__Brief__. Only the lines holding "matches" are wanted. Copy every one from the records below.

[Dataset entries]

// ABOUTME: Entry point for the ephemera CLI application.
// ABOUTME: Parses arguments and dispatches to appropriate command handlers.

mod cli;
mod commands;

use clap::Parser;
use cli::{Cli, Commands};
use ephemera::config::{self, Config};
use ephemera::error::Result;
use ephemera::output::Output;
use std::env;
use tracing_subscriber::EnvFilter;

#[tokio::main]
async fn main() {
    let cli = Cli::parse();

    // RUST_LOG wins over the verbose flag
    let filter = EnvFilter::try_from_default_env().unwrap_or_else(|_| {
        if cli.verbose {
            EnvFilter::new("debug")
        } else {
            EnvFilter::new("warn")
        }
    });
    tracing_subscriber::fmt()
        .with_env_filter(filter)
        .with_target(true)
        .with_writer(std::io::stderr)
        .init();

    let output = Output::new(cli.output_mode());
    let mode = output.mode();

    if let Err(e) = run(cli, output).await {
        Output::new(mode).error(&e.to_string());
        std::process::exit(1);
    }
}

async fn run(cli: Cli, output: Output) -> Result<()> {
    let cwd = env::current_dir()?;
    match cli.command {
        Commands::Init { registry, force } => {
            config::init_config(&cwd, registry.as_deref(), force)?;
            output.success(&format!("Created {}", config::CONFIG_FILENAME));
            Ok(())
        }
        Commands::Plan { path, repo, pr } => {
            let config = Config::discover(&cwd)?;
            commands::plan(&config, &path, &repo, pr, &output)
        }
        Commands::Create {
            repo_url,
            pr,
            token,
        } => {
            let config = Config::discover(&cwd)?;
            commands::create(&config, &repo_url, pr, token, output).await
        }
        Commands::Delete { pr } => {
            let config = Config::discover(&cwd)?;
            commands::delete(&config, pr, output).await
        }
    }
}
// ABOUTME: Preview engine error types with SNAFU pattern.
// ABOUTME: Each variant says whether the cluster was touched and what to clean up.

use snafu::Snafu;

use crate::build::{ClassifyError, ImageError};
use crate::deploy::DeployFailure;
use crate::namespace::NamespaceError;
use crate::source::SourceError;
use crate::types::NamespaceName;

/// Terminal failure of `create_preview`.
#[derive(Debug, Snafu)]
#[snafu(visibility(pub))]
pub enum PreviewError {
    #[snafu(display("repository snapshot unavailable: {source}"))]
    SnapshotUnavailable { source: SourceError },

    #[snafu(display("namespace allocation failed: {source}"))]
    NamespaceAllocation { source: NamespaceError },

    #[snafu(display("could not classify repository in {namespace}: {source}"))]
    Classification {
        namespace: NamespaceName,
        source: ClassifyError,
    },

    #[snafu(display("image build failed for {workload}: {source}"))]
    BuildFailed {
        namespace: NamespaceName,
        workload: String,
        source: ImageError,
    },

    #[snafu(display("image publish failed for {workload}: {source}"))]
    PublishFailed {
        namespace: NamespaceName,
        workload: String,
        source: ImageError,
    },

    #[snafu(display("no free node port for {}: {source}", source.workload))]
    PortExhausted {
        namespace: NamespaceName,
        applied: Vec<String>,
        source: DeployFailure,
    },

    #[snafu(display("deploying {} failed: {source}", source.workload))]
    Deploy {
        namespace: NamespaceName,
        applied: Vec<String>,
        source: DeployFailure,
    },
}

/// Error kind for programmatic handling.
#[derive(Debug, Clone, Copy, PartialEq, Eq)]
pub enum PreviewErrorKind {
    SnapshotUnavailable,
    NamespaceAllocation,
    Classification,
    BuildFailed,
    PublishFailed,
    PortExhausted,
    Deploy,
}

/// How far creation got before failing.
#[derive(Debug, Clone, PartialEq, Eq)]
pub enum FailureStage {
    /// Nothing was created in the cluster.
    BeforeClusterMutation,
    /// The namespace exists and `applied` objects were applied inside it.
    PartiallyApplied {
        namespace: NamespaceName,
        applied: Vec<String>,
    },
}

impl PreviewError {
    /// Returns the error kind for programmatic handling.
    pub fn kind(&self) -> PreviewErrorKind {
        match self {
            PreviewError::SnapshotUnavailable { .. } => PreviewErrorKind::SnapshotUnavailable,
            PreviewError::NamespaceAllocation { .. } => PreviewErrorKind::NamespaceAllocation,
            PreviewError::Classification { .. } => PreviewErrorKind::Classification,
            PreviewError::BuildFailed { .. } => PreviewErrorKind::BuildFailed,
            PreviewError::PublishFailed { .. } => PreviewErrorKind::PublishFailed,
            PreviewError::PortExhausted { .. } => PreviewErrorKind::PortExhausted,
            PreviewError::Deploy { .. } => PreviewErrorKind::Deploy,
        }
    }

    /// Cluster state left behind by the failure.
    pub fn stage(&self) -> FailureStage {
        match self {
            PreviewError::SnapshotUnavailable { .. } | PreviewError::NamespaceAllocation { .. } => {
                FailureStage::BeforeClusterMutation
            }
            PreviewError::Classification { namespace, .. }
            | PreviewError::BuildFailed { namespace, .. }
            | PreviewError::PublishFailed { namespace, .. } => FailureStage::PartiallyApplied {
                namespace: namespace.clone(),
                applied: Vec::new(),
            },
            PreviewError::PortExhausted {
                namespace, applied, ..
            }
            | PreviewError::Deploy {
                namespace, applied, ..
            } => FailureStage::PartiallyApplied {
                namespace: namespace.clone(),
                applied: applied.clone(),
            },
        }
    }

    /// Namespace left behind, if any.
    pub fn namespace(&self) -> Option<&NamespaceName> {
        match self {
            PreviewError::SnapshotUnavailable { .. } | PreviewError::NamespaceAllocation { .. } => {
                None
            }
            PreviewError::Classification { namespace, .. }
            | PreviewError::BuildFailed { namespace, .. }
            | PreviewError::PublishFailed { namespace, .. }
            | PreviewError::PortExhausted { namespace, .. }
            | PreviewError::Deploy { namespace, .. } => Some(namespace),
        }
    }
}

==

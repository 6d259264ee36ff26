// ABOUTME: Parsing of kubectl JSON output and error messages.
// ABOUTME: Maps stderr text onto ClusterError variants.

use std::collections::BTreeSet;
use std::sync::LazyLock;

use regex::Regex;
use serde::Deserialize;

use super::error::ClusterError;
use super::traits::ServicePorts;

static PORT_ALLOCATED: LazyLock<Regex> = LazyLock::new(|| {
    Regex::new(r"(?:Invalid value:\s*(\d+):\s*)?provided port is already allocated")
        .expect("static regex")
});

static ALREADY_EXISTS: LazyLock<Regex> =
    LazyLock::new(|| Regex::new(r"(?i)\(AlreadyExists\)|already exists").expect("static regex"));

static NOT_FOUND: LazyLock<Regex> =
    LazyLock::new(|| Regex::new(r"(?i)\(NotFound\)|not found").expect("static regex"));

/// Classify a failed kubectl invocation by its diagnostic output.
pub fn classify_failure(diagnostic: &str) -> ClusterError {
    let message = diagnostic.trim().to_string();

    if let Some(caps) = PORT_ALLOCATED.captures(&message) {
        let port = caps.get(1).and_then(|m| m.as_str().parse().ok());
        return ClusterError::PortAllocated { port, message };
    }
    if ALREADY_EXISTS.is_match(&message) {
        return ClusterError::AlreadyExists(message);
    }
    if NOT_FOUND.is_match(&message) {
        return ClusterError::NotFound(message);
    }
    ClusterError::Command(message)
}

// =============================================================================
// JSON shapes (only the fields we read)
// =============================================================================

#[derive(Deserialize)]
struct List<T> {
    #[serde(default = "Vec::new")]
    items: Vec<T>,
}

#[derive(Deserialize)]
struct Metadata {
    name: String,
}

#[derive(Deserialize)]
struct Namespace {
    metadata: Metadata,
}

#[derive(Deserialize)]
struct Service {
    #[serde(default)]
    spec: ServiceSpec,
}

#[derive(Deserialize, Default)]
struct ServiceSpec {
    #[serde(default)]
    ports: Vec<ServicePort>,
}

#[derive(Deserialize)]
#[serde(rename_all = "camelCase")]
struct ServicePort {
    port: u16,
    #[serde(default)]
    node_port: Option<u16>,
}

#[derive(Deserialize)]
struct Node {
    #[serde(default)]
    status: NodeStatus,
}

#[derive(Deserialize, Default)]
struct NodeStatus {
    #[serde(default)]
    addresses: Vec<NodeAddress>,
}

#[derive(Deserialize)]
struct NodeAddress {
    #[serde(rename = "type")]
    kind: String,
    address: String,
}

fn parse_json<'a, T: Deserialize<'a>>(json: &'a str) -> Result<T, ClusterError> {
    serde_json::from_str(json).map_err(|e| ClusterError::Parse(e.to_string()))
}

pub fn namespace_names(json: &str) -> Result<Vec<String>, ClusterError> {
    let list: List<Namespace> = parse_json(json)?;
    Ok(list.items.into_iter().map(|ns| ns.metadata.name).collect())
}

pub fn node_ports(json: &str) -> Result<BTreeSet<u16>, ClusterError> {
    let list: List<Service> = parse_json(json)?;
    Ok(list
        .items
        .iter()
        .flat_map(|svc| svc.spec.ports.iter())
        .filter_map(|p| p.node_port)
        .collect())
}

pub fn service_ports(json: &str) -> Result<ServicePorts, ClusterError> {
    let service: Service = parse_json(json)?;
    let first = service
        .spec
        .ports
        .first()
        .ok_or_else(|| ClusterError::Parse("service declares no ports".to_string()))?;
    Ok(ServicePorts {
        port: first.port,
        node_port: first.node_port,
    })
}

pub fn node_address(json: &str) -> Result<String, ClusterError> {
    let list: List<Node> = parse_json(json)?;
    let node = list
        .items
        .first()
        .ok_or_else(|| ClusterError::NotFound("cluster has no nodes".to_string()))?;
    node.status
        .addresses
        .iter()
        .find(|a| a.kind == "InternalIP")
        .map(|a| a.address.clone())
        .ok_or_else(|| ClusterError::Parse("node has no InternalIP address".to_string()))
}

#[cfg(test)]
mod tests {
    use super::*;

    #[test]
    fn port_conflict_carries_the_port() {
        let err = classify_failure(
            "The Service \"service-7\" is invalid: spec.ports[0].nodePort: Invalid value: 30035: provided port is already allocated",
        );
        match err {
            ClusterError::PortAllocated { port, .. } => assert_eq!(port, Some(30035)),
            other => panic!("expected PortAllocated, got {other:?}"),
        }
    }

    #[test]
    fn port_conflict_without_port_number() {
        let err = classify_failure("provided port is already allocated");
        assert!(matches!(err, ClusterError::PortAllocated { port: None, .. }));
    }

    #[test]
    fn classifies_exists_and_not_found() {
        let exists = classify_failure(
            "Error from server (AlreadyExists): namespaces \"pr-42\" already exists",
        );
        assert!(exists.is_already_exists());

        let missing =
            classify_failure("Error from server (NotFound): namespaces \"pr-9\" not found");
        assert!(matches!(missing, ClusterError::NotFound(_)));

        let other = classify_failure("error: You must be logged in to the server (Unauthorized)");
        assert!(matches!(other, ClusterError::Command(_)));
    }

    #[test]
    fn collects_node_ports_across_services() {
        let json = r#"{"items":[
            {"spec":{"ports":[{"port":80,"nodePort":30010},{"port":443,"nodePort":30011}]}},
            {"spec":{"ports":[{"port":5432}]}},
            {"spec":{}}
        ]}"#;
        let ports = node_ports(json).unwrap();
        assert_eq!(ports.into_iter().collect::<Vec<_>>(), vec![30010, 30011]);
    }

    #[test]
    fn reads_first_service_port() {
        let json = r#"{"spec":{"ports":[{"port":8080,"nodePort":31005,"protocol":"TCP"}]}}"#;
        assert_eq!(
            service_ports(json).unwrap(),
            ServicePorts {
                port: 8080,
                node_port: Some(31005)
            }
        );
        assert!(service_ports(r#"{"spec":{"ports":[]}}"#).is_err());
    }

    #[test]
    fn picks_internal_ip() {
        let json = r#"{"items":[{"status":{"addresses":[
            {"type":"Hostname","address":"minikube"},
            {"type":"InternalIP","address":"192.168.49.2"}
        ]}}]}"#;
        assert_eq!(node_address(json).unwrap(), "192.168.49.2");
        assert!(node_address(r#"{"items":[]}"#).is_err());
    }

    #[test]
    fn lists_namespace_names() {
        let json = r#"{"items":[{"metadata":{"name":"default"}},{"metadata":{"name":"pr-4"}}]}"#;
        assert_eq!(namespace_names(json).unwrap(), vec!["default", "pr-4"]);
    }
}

==

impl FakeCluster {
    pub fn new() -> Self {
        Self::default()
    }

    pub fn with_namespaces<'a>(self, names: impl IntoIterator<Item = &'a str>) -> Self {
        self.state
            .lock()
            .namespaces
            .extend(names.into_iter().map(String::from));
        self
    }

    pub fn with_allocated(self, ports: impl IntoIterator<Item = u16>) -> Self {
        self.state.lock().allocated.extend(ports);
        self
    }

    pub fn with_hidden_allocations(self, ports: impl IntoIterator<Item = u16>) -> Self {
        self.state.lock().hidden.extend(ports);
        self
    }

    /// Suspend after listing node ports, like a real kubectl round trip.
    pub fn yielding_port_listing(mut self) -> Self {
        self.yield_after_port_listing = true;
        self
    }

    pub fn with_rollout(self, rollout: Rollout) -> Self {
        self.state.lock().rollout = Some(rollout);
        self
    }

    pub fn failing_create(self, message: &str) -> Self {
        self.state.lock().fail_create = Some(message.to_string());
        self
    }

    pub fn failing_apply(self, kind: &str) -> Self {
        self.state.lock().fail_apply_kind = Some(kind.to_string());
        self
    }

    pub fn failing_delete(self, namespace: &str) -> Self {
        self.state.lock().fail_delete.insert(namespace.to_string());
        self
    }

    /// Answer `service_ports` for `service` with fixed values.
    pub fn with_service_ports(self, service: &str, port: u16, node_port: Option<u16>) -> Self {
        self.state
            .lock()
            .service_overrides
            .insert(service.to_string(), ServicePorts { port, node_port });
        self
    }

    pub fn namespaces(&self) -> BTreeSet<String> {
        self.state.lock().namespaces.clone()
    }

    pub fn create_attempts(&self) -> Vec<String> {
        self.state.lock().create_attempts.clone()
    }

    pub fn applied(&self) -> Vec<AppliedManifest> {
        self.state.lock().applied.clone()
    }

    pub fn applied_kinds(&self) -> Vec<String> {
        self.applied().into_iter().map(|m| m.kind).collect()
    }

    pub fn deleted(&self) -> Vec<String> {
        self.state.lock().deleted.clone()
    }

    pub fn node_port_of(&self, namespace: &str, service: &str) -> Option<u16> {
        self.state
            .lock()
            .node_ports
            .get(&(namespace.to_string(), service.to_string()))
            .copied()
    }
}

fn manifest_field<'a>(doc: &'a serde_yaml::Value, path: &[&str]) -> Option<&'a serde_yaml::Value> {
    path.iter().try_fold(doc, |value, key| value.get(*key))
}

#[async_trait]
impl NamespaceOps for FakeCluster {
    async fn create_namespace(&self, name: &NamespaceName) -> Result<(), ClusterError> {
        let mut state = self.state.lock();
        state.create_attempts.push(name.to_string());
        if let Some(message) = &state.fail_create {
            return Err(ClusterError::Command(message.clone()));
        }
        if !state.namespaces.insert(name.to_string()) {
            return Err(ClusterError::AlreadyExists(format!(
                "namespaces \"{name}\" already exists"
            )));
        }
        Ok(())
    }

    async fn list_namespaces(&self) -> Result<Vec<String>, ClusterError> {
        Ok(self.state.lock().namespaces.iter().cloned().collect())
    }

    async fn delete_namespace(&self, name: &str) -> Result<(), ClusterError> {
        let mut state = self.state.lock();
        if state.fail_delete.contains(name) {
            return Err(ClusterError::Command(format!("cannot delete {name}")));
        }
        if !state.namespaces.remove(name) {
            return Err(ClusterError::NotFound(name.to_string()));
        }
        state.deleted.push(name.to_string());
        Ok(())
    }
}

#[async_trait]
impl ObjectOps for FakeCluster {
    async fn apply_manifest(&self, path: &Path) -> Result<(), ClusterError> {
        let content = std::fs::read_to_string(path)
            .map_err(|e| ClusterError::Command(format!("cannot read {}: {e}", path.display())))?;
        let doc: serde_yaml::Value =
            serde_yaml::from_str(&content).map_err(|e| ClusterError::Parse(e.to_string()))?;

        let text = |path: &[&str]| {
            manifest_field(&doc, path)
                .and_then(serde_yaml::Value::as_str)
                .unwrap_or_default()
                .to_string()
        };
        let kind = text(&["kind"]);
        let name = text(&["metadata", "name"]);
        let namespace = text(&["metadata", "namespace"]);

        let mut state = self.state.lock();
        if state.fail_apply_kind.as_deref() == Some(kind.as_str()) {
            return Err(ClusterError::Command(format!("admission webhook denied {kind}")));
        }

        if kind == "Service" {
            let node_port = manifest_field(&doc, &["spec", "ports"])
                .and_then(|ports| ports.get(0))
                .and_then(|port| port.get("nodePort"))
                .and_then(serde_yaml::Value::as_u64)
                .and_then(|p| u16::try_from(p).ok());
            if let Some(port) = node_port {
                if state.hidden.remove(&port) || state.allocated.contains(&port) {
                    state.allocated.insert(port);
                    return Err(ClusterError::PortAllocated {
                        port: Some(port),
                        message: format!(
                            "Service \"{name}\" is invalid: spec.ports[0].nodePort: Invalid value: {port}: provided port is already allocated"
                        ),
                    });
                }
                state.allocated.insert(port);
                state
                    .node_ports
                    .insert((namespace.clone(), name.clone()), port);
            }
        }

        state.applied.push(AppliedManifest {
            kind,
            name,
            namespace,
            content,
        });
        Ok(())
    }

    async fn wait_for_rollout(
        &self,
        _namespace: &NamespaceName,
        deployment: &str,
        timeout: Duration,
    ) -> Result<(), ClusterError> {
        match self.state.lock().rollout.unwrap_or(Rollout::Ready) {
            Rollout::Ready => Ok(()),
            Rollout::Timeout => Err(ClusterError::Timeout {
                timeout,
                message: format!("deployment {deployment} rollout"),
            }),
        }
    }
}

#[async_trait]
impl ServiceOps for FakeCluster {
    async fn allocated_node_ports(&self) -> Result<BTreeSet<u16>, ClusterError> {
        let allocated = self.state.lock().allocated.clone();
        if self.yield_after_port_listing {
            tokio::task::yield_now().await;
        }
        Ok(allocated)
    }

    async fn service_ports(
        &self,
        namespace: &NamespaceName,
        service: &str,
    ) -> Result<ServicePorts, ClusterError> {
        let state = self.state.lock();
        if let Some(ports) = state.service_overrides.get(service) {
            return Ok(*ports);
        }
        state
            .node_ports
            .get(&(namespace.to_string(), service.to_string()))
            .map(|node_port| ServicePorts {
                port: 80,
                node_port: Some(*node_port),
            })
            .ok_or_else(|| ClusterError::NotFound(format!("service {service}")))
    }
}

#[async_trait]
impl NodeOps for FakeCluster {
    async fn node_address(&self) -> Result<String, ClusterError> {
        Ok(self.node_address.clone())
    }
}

__Written reply__.
        assert!(matches!(err, ClusterError::PortAllocated { port: None, .. }));
        assert!(matches!(missing, ClusterError::NotFound(_)));
        assert!(matches!(other, ClusterError::Command(_)));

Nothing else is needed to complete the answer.